Of course, such exuberance couldn't escape unnoticed. As the Influenza began to ebb away in late 1937, the relentless freedom of the Parisian night became a battlefield. Famously the Golden Frond was raided by police in January 1938, clubbers arrested. The backlash orientated itself around socialist principles - homosexuals were "inherently selfish" one writer in the Bordeaux Comrade argued. How could they contribute to a society they felt no long-term stake in? Unlike in other states where homosexuality remained a criminal offence, however, in the Commune gay men and women felt secure enough to argue back. 'There is no litmus test for fidelity to the Republic' wrote one female artillery officer in a widely shared letter published original in Cri du Peuple. 'I am a veteran, a trade unionist, a blood donor, a former Comrades youth leader, and a lesbian. None of this is incompatible to a Socialist Republic'.

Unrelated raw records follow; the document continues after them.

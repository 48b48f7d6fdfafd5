//! Tracing subscriber setup for binaries and tests embedding the runner.

use tracing_subscriber::EnvFilter;

/// Install a `fmt` subscriber filtered by `RUST_LOG` (default `info`).
///
/// Safe to call more than once; later calls are no-ops.
pub fn init_tracing() {
    let _ = tracing_subscriber::fmt()
        .with_env_filter(
            EnvFilter::try_from_default_env().unwrap_or_else(|_| EnvFilter::new("info")),
        )
        .try_init();
}
//! QuantLab Core: event-driven backtesting engine.
//!
//! This crate contains:
//! - Domain types (bars, orders, fills, symbols, FX, corporate actions)
//! - Trading calendars with exchange-local sessions
//! - Point-in-time data stores and the no-look-ahead reader
//! - Deterministic event queue, session clock and backtest driver
//! - Execution simulation with impact, capacity and cost profiles
//! - Multi-currency portfolio ledger
//! - Strategy SDK and rolling features

pub mod calendar;
pub mod data;
pub mod domain;
pub mod engine;
pub mod execution;
pub mod portfolio;
pub mod precision;
pub mod rng;
pub mod strategy;

#[cfg(test)]
mod tests {
    use super::*;

    /// Compile-time check: shared stores and run outputs are Send + Sync, so
    /// parallel folds and trials can share them.
    #[allow(dead_code)]
    fn assert_send_sync() {
        fn require_send<T: Send>() {}
        fn require_sync<T: Sync>() {}

        require_send::<domain::Bar>();
        require_sync::<domain::Bar>();
        require_send::<domain::Order>();
        require_sync::<domain::Order>();
        require_send::<domain::RunId>();
        require_sync::<domain::RunId>();

        require_send::<data::PitDataReader>();
        require_sync::<data::PitDataReader>();
        require_send::<data::CorporateActionStore>();
        require_sync::<data::CorporateActionStore>();

        require_send::<calendar::ExchangeCalendar>();
        require_sync::<calendar::ExchangeCalendar>();
        require_send::<execution::CostProfiles>();
        require_sync::<execution::CostProfiles>();
        require_send::<execution::ExecutionSimulator>();
        require_sync::<execution::ExecutionSimulator>();

        require_send::<portfolio::Portfolio>();
        require_sync::<portfolio::Portfolio>();
        require_send::<engine::Backtest>();
        require_sync::<engine::Backtest>();
        require_send::<engine::BacktestConfig>();
        require_sync::<engine::BacktestConfig>();
        require_send::<engine::RunSummary>();
        require_sync::<engine::RunSummary>();

        require_send::<rng::SeedHierarchy>();
        require_sync::<rng::SeedHierarchy>();
    }
}
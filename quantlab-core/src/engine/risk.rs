//! Pre-trade risk caps.
//!
//! Only the per-symbol notional cap is enforced on each order; the other caps
//! are carried so strategies can read and tighten them.

use serde::{Deserialize, Serialize};
use thiserror::Error;
use tracing::warn;

use crate::domain::SymbolId;
use crate::portfolio::Portfolio;

#[derive(Debug, Error, Clone, PartialEq)]
#[error("risk violation on {cap} for symbol {symbol_id}: exposure {exposure} > limit {limit}")]
pub struct RiskViolation {
    pub cap: &'static str,
    pub symbol_id: SymbolId,
    pub exposure: f64,
    pub limit: f64,
}

#[derive(Debug, Clone, Copy, PartialEq, Serialize, Deserialize)]
#[serde(default)]
pub struct RiskCaps {
    pub max_gross: f64,
    pub max_net: f64,
    pub max_symbol: f64,
    pub max_leverage: f64,
}

impl Default for RiskCaps {
    fn default() -> Self {
        Self {
            max_gross: 1e9,
            max_net: 1e9,
            max_symbol: 1e9,
            max_leverage: 10.0,
        }
    }
}

/// Partial update; `None` keeps the current value.
#[derive(Debug, Clone, Copy, Default, PartialEq, Serialize, Deserialize)]
pub struct RiskUpdate {
    pub max_gross: Option<f64>,
    pub max_net: Option<f64>,
    pub max_symbol: Option<f64>,
    pub max_leverage: Option<f64>,
}

#[derive(Debug, Clone, Default, PartialEq)]
pub struct RiskManager {
    caps: RiskCaps,
}

impl RiskManager {
    pub fn new(caps: RiskCaps) -> Self {
        Self { caps }
    }

    pub fn caps(&self) -> &RiskCaps {
        &self.caps
    }

    pub fn set(&mut self, update: RiskUpdate) {
        let c = &mut self.caps;
        c.max_gross = update.max_gross.unwrap_or(c.max_gross);
        c.max_net = update.max_net.unwrap_or(c.max_net);
        c.max_symbol = update.max_symbol.unwrap_or(c.max_symbol);
        c.max_leverage = update.max_leverage.unwrap_or(c.max_leverage);
    }

    /// Reject if the post-trade notional of `symbol_id`, in base currency,
    /// would exceed `max_symbol`. `signed_qty` is positive for buys.
    pub fn check(
        &self,
        portfolio: &Portfolio,
        symbol_id: SymbolId,
        price: f64,
        signed_qty: f64,
        fx_to_base: f64,
    ) -> Result<(), RiskViolation> {
        let current = portfolio.quantity(symbol_id);
        let exposure = (current * price * fx_to_base + signed_qty * price * fx_to_base).abs();
        if exposure > self.caps.max_symbol {
            warn!(symbol = %symbol_id, exposure, limit = self.caps.max_symbol, "max_symbol breached");
            return Err(RiskViolation {
                cap: "max_symbol",
                symbol_id,
                exposure,
                limit: self.caps.max_symbol,
            });
        }
        Ok(())
    }
}
/// Mutable state of one run.
struct RunState {
    portfolio: Portfolio,
    book: OrderBook,
    risk: RiskManager,
    rng: StdRng,
    marks: BTreeMap<SymbolId, f64>,
    equity: Vec<EquityRecord>,
    num_orders: usize,
    num_fills: usize,
}
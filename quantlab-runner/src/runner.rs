//! Single-run orchestration: dataset + config + strategy → artifact directory.

use std::path::{Path, PathBuf};
use std::sync::Arc;

use serde::{Deserialize, Serialize};
use thiserror::Error;
use tracing::info;

use quantlab_core::calendar::TradingCalendar;
use quantlab_core::domain::RunId;
use quantlab_core::engine::{BacktestConfig, EngineError};
use quantlab_core::strategy::{Strategy, StrategyError};

use crate::artifacts::CsvArtifactWriter;
use crate::config::{ConfigError, RunConfig};
use crate::folds::FoldError;
use crate::loader::{Dataset, LoadError};
use crate::metrics::PerformanceMetrics;

#[derive(Debug, Error)]
pub enum RunError {
    #[error("config error: {0}")]
    Config(#[from] ConfigError),
    #[error("data error: {0}")]
    Load(#[from] LoadError),
    #[error("fold error: {0}")]
    Fold(#[from] FoldError),
    #[error("backtest failed: {0}")]
    Engine(#[from] EngineError),
    #[error("strategy construction failed: {0}")]
    Factory(#[from] StrategyError),
    #[error("invalid search: {0}")]
    Search(String),
    #[error(transparent)]
    Artifacts(#[from] anyhow::Error),
}

/// Where a run landed and how it did.
#[derive(Debug, Clone, PartialEq, Serialize, Deserialize)]
pub struct RunOutcome {
    pub run_id: RunId,
    pub metrics: PerformanceMetrics,
    pub out_dir: PathBuf,
}

/// Run one backtest and write its artifacts into `out_dir`.
pub fn run_to_dir(
    dataset: &Dataset,
    config: BacktestConfig,
    strategy: &mut dyn Strategy,
    out_dir: &Path,
) -> Result<RunOutcome, RunError> {
    let mut writer = CsvArtifactWriter::create(out_dir)?;
    let summary = dataset.backtest(config).run(strategy, &mut writer)?;
    let metrics = writer
        .metrics()
        .cloned()
        .unwrap_or_else(|| PerformanceMetrics::compute(&summary.metrics, &[]));
    Ok(RunOutcome {
        run_id: summary.run_id,
        metrics,
        out_dir: out_dir.to_path_buf(),
    })
}

/// Load the configured data and run under `output_dir/run_{run_id[..12]}`.
pub fn run_from_config(
    config: &RunConfig,
    calendar: Arc<dyn TradingCalendar>,
    strategy: &mut dyn Strategy,
) -> Result<RunOutcome, RunError> {
    let dataset = Dataset::load(config, calendar)?;
    let run_id = dataset.backtest(config.backtest.clone()).run_id(strategy.name());
    let out_dir = config.output_dir.join(format!("run_{}", run_id.short(12)));
    info!(run_id = %run_id, out_dir = %out_dir.display(), "starting run");
    run_to_dir(&dataset, config.backtest.clone(), strategy, &out_dir)
}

The debate around homosexuality, ultimately resulting in some of the first laws protecting what we would now understand as Gay Rights in the early 1940s, is an interesting part of Gay History of France. But it also reveals two important larger issues. First, as historians have pointed out since, it was the first major debate in French society that did not relate directly or indirectly to the spreading of socialism or the revolution. 'It was' writes Laura O'Brian 'perhaps a sign that the Republique was entering a different, stable, phase in the late 1930s'. It also saw the first small step back into public life of a former titan of French Politics. Olivier Martel, former joint-leader of the Republique, partner of the missing Louise LaGrange, had recovered from a long bout of illness and captivity. Elected to local politics in his local war in Paris he was tireless in fighting first the Influenza and secondly the raid on the Golden Frond which, as former Chief of Police, he saw as entirely partisan and without legal standing. The return of such a major figure, even in such a small way, began to send ripples through Communard society.